YOUR TASK:
Give back nothing but the number of lines in these entries that contain the word "counts".

LISTED ENTRIES:
use crate::domain::ports::NumberFormatter;
use rust_decimal::{Decimal, RoundingStrategy};

/// Symbols and grouping rules for one locale.
#[derive(Debug, Clone, PartialEq, Eq)]
pub struct LocaleConventions {
    pub currency_symbol: String,
    pub decimal_separator: char,
    pub grouping_separator: char,
    pub grouping_size: usize,
}

impl LocaleConventions {
    pub fn en_us() -> Self {
        Self {
            currency_symbol: "$".to_string(),
            decimal_separator: '.',
            grouping_separator: ',',
            grouping_size: 3,
        }
    }
}

impl Default for LocaleConventions {
    fn default() -> Self {
        Self::en_us()
    }
}

/// Percent and currency formatting in the style of a platform number formatter.
///
/// Percentages have no fraction digits, currency has two. Both round half to
/// even and group the integer part.
#[derive(Debug, Clone, Default)]
pub struct LocaleFormatter {
    conventions: LocaleConventions,
}

impl LocaleFormatter {
    pub fn new(conventions: LocaleConventions) -> Self {
        Self { conventions }
    }

    pub fn conventions(&self) -> &LocaleConventions {
        &self.conventions
    }

    /// Rounds to `scale` places and splits into sign, grouped integer digits
    /// and zero-padded fraction digits.
    fn split(&self, value: Decimal, scale: u32) -> (bool, String, String) {
        let mut rounded =
            value.round_dp_with_strategy(scale, RoundingStrategy::MidpointNearestEven);
        let negative = rounded.is_sign_negative() && !rounded.is_zero();
        rounded.set_sign_positive(true);
        rounded.rescale(scale);

        let digits = rounded.to_string();
        let (int_part, frac_part) = digits.split_once('.').unwrap_or((digits.as_str(), ""));
        // rescale leaves the scale short when the extra digits would overflow the mantissa
        let frac_part = format!("{frac_part:0<width$}", width = scale as usize);
        (negative, self.group(int_part), frac_part)
    }

    fn group(&self, int_part: &str) -> String {
        let size = self.conventions.grouping_size;
        if size == 0 || int_part.len() <= size {
            return int_part.to_string();
        }
        let mut grouped = String::with_capacity(int_part.len() + int_part.len() / size);
        let lead = int_part.len() % size;
        for (i, ch) in int_part.chars().enumerate() {
            if i != 0 && (i + size - lead) % size == 0 {
                grouped.push(self.conventions.grouping_separator);
            }
            grouped.push(ch);
        }
        grouped
    }
}

impl NumberFormatter for LocaleFormatter {
    fn percent(&self, rate: Decimal) -> Option<String> {
        let scaled = rate.checked_mul(Decimal::ONE_HUNDRED)?;
        let (negative, int_part, _) = self.split(scaled, 0);
        let sign = if negative { "-" } else { "" };
        Some(format!("{sign}{int_part}%"))
    }

    fn currency(&self, amount: Decimal) -> Option<String> {
        let (negative, int_part, frac_part) = self.split(amount, 2);
        let sign = if negative { "-" } else { "" };
        Some(format!(
            "{sign}{}{int_part}{}{frac_part}",
            self.conventions.currency_symbol, self.conventions.decimal_separator
        ))
    }
}
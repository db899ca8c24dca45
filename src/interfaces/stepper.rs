use rust_decimal::Decimal;
use rust_decimal_macros::dec;

/// Model of the stepper widget that drives the tip rate.
///
/// The stepper is where the rate range is enforced: every value it reports lies
/// within `[minimum, maximum]`.
#[derive(Debug, Clone, PartialEq)]
pub struct TipStepper {
    value: Decimal,
    minimum: Decimal,
    maximum: Decimal,
    step: Decimal,
}

impl TipStepper {
    pub const DEFAULT_STEP: Decimal = dec!(0.05);

    pub fn new(initial: Decimal, step: Decimal) -> Self {
        let mut stepper = Self {
            value: Decimal::ZERO,
            minimum: Decimal::ZERO,
            maximum: Decimal::ONE,
            step,
        };
        stepper.set_value(initial);
        stepper
    }

    pub fn value(&self) -> Decimal {
        self.value
    }

    pub fn set_value(&mut self, value: Decimal) -> Decimal {
        self.value = value.clamp(self.minimum, self.maximum);
        self.value
    }

    pub fn increment(&mut self) -> Decimal {
        self.set_value(self.value.saturating_add(self.step))
    }

    pub fn decrement(&mut self) -> Decimal {
        self.set_value(self.value.saturating_sub(self.step))
    }
}

impl Default for TipStepper {
    fn default() -> Self {
        Self::new(dec!(0.15), Self::DEFAULT_STEP)
    }
}
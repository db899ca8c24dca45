use serde::Serialize;
use thiserror::Error;

/// Rejection of raw bill-amount text.
///
/// Neither variant mutates engine state. The interface layer turns these into
/// a modal [`Alert`].
#[derive(Error, Debug, Clone, PartialEq, Eq)]
pub enum ValidationError {
    #[error("no bill amount entered")]
    EmptyInput,
    #[error("invalid bill amount: {input:?}")]
    InvalidNumber { input: String },
}

impl ValidationError {
    /// The title/message pair shown to the user, acknowledged with a single "Ok".
    pub fn alert(&self) -> Alert {
        match self {
            ValidationError::EmptyInput => {
                Alert::new("No Amount Entered", "Please enter a bill amount.")
            }
            ValidationError::InvalidNumber { .. } => Alert::new(
                "Invalid Amount",
                "Please enter a bill amount in dollars and cents.",
            ),
        }
    }

    /// Whether the caller must wipe the raw text field so the user starts over.
    pub fn clears_input(&self) -> bool {
        matches!(self, ValidationError::InvalidNumber { .. })
    }
}

#[derive(Debug, Clone, PartialEq, Eq, Serialize)]
pub struct Alert {
    pub title: String,
    pub message: String,
    pub dismiss: String,
}

impl Alert {
    fn new(title: &str, message: &str) -> Self {
        Self {
            title: title.to_string(),
            message: message.to_string(),
            dismiss: "Ok".to_string(),
        }
    }
}

#[derive(Error, Debug)]
pub enum TipError {
    #[error("Validation error: {0}")]
    Validation(#[from] ValidationError),
    #[error("Event error: {0}")]
    Event(String),
    #[error("CSV error: {0}")]
    Csv(#[from] csv::Error),
    #[error("IO error: {0}")]
    Io(#[from] std::io::Error),
    #[error("JSON error: {0}")]
    Json(#[from] serde_json::Error),
}

pub type Result<T> = std::result::Result<T, TipError>;
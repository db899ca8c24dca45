use crate::error::Result;
use crate::interfaces::screen::ScreenUpdate;
use std::io::Write;

#[derive(Debug, Clone, Copy, PartialEq, Eq, Default, clap::ValueEnum)]
pub enum OutputFormat {
    /// One human-readable line per screen state.
    #[default]
    Text,
    /// One JSON object per screen update.
    Json,
}

/// Writes screen updates to any `Write` sink (e.g., Stdout).
pub struct ScreenWriter<W: Write> {
    writer: W,
    format: OutputFormat,
}

impl<W: Write> ScreenWriter<W> {
    pub fn new(writer: W, format: OutputFormat) -> Self {
        Self { writer, format }
    }

    pub fn write_update(&mut self, update: &ScreenUpdate) -> Result<()> {
        match self.format {
            OutputFormat::Text => self.write_text(update)?,
            OutputFormat::Json => {
                serde_json::to_writer(&mut self.writer, update)?;
                writeln!(self.writer)?;
            }
        }
        Ok(())
    }

    pub fn flush(&mut self) -> Result<()> {
        self.writer.flush()?;
        Ok(())
    }

    fn write_text(&mut self, update: &ScreenUpdate) -> Result<()> {
        if let Some(alert) = &update.alert {
            writeln!(
                self.writer,
                "ALERT {}: {} [{}]",
                alert.title, alert.message, alert.dismiss
            )?;
        }
        let view = &update.view;
        write!(
            self.writer,
            "bill={} | {} | tip={} | total={}",
            view.bill_field, view.tip_percent_label, view.tip_amount_label, view.total_label
        )?;
        if view.editing {
            write!(self.writer, " (editing)")?;
        }
        writeln!(self.writer)?;
        Ok(())
    }
}
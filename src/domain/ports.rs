use rust_decimal::Decimal;

/// Locale-aware number formatting used to render the engine's values.
///
/// Returning `None` signals a formatting failure; callers substitute a fixed
/// fallback string instead of propagating an error.
pub trait NumberFormatter {
    /// Formats a fraction (`0.15`) in percent style (`"15%"`).
    fn percent(&self, rate: Decimal) -> Option<String>;
    /// Formats a monetary value in currency style (`"$7.50"`).
    fn currency(&self, amount: Decimal) -> Option<String>;
}

pub type FormatterBox = Box<dyn NumberFormatter>;
use clap::Parser;
use miette::{IntoDiagnostic, Result};
use rust_decimal::Decimal;
use std::fs::File;
use std::io::{self, Read};
use std::path::PathBuf;
use tipcalc::domain::money::TipRate;
use tipcalc::interfaces::csv::event_reader::EventReader;
use tipcalc::interfaces::output::{OutputFormat, ScreenWriter};
use tipcalc::interfaces::screen::{ScreenConfig, TipScreen};
use tipcalc::interfaces::stepper::TipStepper;
use tracing_subscriber::EnvFilter;

#[derive(Parser)]
#[command(author, version, about, long_about = None)]
struct Cli {
    /// UI event CSV file (`event,value` rows). Reads stdin when omitted.
    input: Option<PathBuf>,

    /// Initial tip rate as a fraction, clamped to [0, 1].
    #[arg(long, default_value_t = TipRate::DEFAULT.value())]
    tip_rate: Decimal,

    /// Amount the stepper moves the rate per tap.
    #[arg(long, default_value_t = TipStepper::DEFAULT_STEP)]
    step: Decimal,

    /// Output style for screen updates.
    #[arg(long, value_enum, default_value_t = OutputFormat::Text)]
    format: OutputFormat,
}

fn init_tracing() {
    let filter = EnvFilter::try_from_default_env().unwrap_or_else(|_| EnvFilter::new("warn"));

    tracing_subscriber::fmt()
        .with_env_filter(filter)
        .with_writer(io::stderr)
        .with_target(true)
        .init();
}

fn main() -> Result<()> {
    init_tracing();
    let cli = Cli::parse();

    let mut screen = TipScreen::new(ScreenConfig {
        tip_rate: cli.tip_rate,
        step: cli.step,
        ..ScreenConfig::default()
    });

    let source: Box<dyn Read> = match cli.input {
        Some(path) => Box::new(File::open(path).into_diagnostic()?),
        None => Box::new(io::stdin()),
    };
    let reader = EventReader::new(source);

    let stdout = io::stdout();
    let mut writer = ScreenWriter::new(stdout.lock(), cli.format);
    writer.write_update(&screen.initial_update()).into_diagnostic()?;

    for event_result in reader.events() {
        match event_result {
            Ok(event) => match screen.handle(event) {
                Ok(update) => writer.write_update(&update).into_diagnostic()?,
                Err(e) => eprintln!("Error processing event: {}", e),
            },
            Err(e) => {
                eprintln!("Error reading event: {}", e);
            }
        }
    }

    writer.flush().into_diagnostic()?;
    Ok(())
}
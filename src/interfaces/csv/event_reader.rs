use crate::error::{Result, TipError};
use serde::{Deserialize, Serialize};
use std::io::Read;

/// Kind of event delivered by the host UI.
#[derive(Debug, Deserialize, Serialize, PartialEq, Eq, Clone, Copy)]
#[serde(rename_all = "lowercase")]
pub enum EventType {
    /// Stepper moved to an explicit value.
    Stepper,
    /// Stepper "+" tapped.
    Increment,
    /// Stepper "-" tapped.
    Decrement,
    /// Bill text field gained focus.
    Edit,
    /// Return pressed in the bill text field.
    Submit,
    /// Bill amount discarded.
    Clear,
}

/// One UI event row.
#[derive(Debug, Deserialize, Serialize, PartialEq, Eq, Clone)]
pub struct UiEvent {
    pub event: EventType,
    #[serde(default)]
    pub value: Option<String>,
}

impl UiEvent {
    pub fn new(event: EventType, value: Option<&str>) -> Self {
        Self {
            event,
            value: value.map(str::to_string),
        }
    }
}

/// Reads UI events from a CSV source with an `event,value` header.
///
/// Fields are trimmed and records may omit the value column.
pub struct EventReader<R: Read> {
    reader: csv::Reader<R>,
}

impl<R: Read> EventReader<R> {
    /// Creates a new `EventReader` from any `Read` source (e.g., File, Stdin).
    pub fn new(source: R) -> Self {
        let reader = csv::ReaderBuilder::new()
            .trim(csv::Trim::All)
            .flexible(true)
            .from_reader(source);
        Self { reader }
    }

    /// Lazily deserializes events; a malformed row yields an error and reading continues.
    pub fn events(self) -> impl Iterator<Item = Result<UiEvent>> {
        self.reader
            .into_deserialize()
            .map(|result| result.map_err(TipError::from))
    }
}

#[cfg(test)]
mod tests {
    use super::*;

    #[test]
    fn test_reader_valid_stream() {
        let data = "event, value\nsubmit, 50\nstepper, 0.20\nedit\nclear,";
        let reader = EventReader::new(data.as_bytes());
        let results: Vec<Result<UiEvent>> = reader.events().collect();

        assert_eq!(results.len(), 4);
        let submit = results[0].as_ref().unwrap();
        assert_eq!(submit.event, EventType::Submit);
        assert_eq!(submit.value.as_deref(), Some("50"));
        assert_eq!(
            results[1].as_ref().unwrap(),
            &UiEvent::new(EventType::Stepper, Some("0.20"))
        );
        assert_eq!(results[2].as_ref().unwrap().event, EventType::Edit);
        assert_eq!(results[2].as_ref().unwrap().value, None);
        assert_eq!(results[3].as_ref().unwrap().event, EventType::Clear);
    }

    #[test]
    fn test_reader_malformed_line() {
        let data = "event,value\nexplode,1\nincrement,";
        let reader = EventReader::new(data.as_bytes());
        let results: Vec<Result<UiEvent>> = reader.events().collect();

        assert!(results[0].is_err());
        assert_eq!(results[1].as_ref().unwrap().event, EventType::Increment);
    }
}
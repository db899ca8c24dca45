//! Application layer holding the calculation logic.
//!
//! This module defines the `TipCalculationEngine`, the single component that
//! owns the calculator's inputs and derives everything shown on screen. It is
//! synchronous and driven one event at a time by the interface layer.

pub mod engine;
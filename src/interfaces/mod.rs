//! Interface layer: the screen controller standing in for the host UI, the
//! stepper widget model, and the event input / screen output adapters.

pub mod csv;
pub mod output;
pub mod screen;
pub mod stepper;
pub mod event_reader;
use std::sync::Arc;

use axum_printshop_api::{
    config::AppConfig,
    db::{create_orm_conn, create_pool, run_migrations},
    dto::{
        orders::{ClearArchivedRequest, UpdateOrderStatusRequest},
        shops::CreateShopRequest,
    },
    entity::users::ActiveModel as UserActive,
    lifecycle::OrderStatus,
    middleware::auth::AuthUser,
    routes::params::{BoardQuery, OrderListQuery},
    services::{order_service, shop_service, upload_service},
    state::AppState,
    storage::LocalBlobStore,
    sync::ChangeHub,
};
use sea_orm::ActiveValue::NotSet;
use sea_orm::{ActiveModelTrait, ConnectionTrait, Set, Statement};
use uuid::Uuid;

// Integration flow: owner creates a shop, a customer uploads two files,
// the owner walks the order through the whole workflow and finally clears
// the archive.
#[tokio::test]
async fn upload_process_archive_and_clear_flow() -> anyhow::Result<()> {
    // Allow skipping when no DB is configured in the environment.
    let database_url = match std::env::var("TEST_DATABASE_URL")
        .or_else(|_| std::env::var("DATABASE_URL"))
    {
        Ok(url) => url,
        Err(_) => {
            eprintln!(
                "Skipping test: set TEST_DATABASE_URL or DATABASE_URL to run integration flow tests."
            );
            return Ok(());
        }
    };

    let state = setup_state(&database_url).await?;
    let mut changes = state.changes.subscribe();

    let owner_id = create_user(&state, "owner@example.com").await?;
    let owner = AuthUser { user_id: owner_id };

    // Shop creation renders the default QR code.
    let shop_resp = shop_service::create_shop(
        &state,
        &owner,
        CreateShopRequest {
            name: "Downtown Print".into(),
        },
    )
    .await?;
    let shop = shop_resp.data.unwrap();
    let qr = shop.qr_code_url.expect("qr code generated at creation");
    assert!(qr.starts_with("data:image/png;base64,"));
    assert!(changes.recv().await.is_ok(), "shop creation notifies the hub");

    // Anonymous customer uploads two files.
    let receipt = upload_service::create_order(
        &state,
        shop.id,
        vec![
            upload_file("doc.pdf", vec![0u8; 1024]),
            upload_file("image.png", vec![1u8; 2048]),
        ],
    )
    .await?
    .data
    .unwrap();
    assert_eq!(receipt.files, 2);
    assert_eq!(receipt.order_number.len(), 7);

    let orders = order_service::list_orders(
        &state,
        &owner,
        OrderListQuery {
            shop_id: Some(shop.id),
            view: None,
        },
    )
    .await?
    .data
    .unwrap()
    .items;
    assert_eq!(orders.len(), 1);
    let order = &orders[0];
    assert_eq!(order.status, OrderStatus::Pending);
    assert_eq!(order.files.len(), 2);
    assert_eq!(order.files[0].name, "doc.pdf");
    assert!(order.completed_at.is_none());

    // The uploaded blobs are retrievable through the store.
    let blob = state.store.get(&order.files[1].path).await?;
    assert_eq!(blob.len(), 2048);

    // The live snapshot already carries the order and the badge count.
    let snapshot = order_service::snapshot(&state, &owner).await?;
    assert_eq!(snapshot.orders.len(), 1);
    assert_eq!(snapshot.counts.len(), 1);
    assert_eq!(snapshot.counts[0].shop_id, shop.id);
    assert_eq!(snapshot.counts[0].orders, 1);

    // pending -> processing -> completed -> archived.
    let order_id = order.id;
    let processing = order_service::update_status(
        &state,
        &owner,
        order_id,
        UpdateOrderStatusRequest {
            status: OrderStatus::Processing,
        },
    )
    .await?
    .data
    .unwrap();
    assert_eq!(processing.status, OrderStatus::Processing);
    assert!(processing.completed_at.is_none());

    // Skipping ahead is rejected.
    assert!(
        order_service::update_status(
            &state,
            &owner,
            order_id,
            UpdateOrderStatusRequest {
                status: OrderStatus::Archived,
            },
        )
        .await
        .is_err()
    );

    let completed = order_service::update_status(
        &state,
        &owner,
        order_id,
        UpdateOrderStatusRequest {
            status: OrderStatus::Completed,
        },
    )
    .await?
    .data
    .unwrap();
    assert_eq!(completed.status, OrderStatus::Completed);
    let completed_at = completed.completed_at.expect("completion is stamped");

    let archived = order_service::update_status(
        &state,
        &owner,
        order_id,
        UpdateOrderStatusRequest {
            status: OrderStatus::Archived,
        },
    )
    .await?
    .data
    .unwrap();
    assert_eq!(archived.status, OrderStatus::Archived);
    assert_eq!(archived.completed_at, Some(completed_at));

    // A second order goes straight to archived via the delete shortcut.
    let second = upload_service::create_order(
        &state,
        shop.id,
        vec![upload_file("flyer.pdf", vec![2u8; 64])],
    )
    .await?
    .data
    .unwrap();
    let deleted = order_service::delete_order(&state, &owner, second.order_id)
        .await?
        .data
        .unwrap();
    assert_eq!(deleted.status, OrderStatus::Archived);
    assert!(deleted.completed_at.is_none(), "delete skips completion");

    // Both orders sit in the archived column of the board.
    let board = order_service::board(
        &state,
        &owner,
        BoardQuery {
            shop_id: Some(shop.id),
        },
    )
    .await?
    .data
    .unwrap();
    assert_eq!(board.archived.len(), 2);
    assert!(board.pending.is_empty());

    // Clearing hides them everywhere but keeps the rows.
    let cleared = order_service::clear_archived(
        &state,
        &owner,
        ClearArchivedRequest {
            shop_id: Some(shop.id),
        },
    )
    .await?
    .data
    .unwrap();
    assert_eq!(cleared.cleared, 2);

    let snapshot = order_service::snapshot(&state, &owner).await?;
    assert_eq!(snapshot.shops.len(), 1);
    assert!(snapshot.orders.is_empty());
    assert_eq!(snapshot.counts[0].orders, 0);

    // A second clear has nothing left to touch.
    assert!(
        order_service::clear_archived(&state, &owner, ClearArchivedRequest { shop_id: None })
            .await
            .is_err()
    );

    Ok(())
}

async fn setup_state(database_url: &str) -> anyhow::Result<AppState> {
    let pool = create_pool(database_url).await?;
    let orm = create_orm_conn(database_url).await?;
    run_migrations(&orm).await?;

    // Clean tables between runs
    let backend = orm.get_database_backend();
    orm.execute(Statement::from_string(
        backend,
        "TRUNCATE TABLE orders, shops, audit_logs, users RESTART IDENTITY CASCADE",
    ))
    .await?;

    let config = AppConfig {
        database_url: database_url.to_string(),
        host: "127.0.0.1".to_string(),
        port: 3000,
        base_url: Some("http://localhost:3000".to_string()),
        storage_root: std::env::temp_dir()
            .join(format!("printshop-it-{}", Uuid::new_v4()))
            .to_string_lossy()
            .into_owned(),
    };
    let store = Arc::new(LocalBlobStore::new(
        config.storage_root.clone(),
        config.public_base_url(),
    ));

    Ok(AppState {
        pool,
        orm,
        config,
        store,
        changes: ChangeHub::default(),
    })
}

async fn create_user(state: &AppState, email: &str) -> anyhow::Result<Uuid> {
    let user = UserActive {
        id: Set(Uuid::new_v4()),
        email: Set(email.to_string()),
        password_hash: Set("dummy".into()),
        display_name: Set(Some("Test Owner".into())),
        created_at: NotSet,
    }
    .insert(&state.orm)
    .await?;

    Ok(user.id)
}

fn upload_file(name: &str, bytes: Vec<u8>) -> upload_service::UploadFile {
    upload_service::UploadFile {
        name: name.to_string(),
        content_type: "application/octet-stream".to_string(),
        bytes,
    }
}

EXPECTED OUTPUT:
4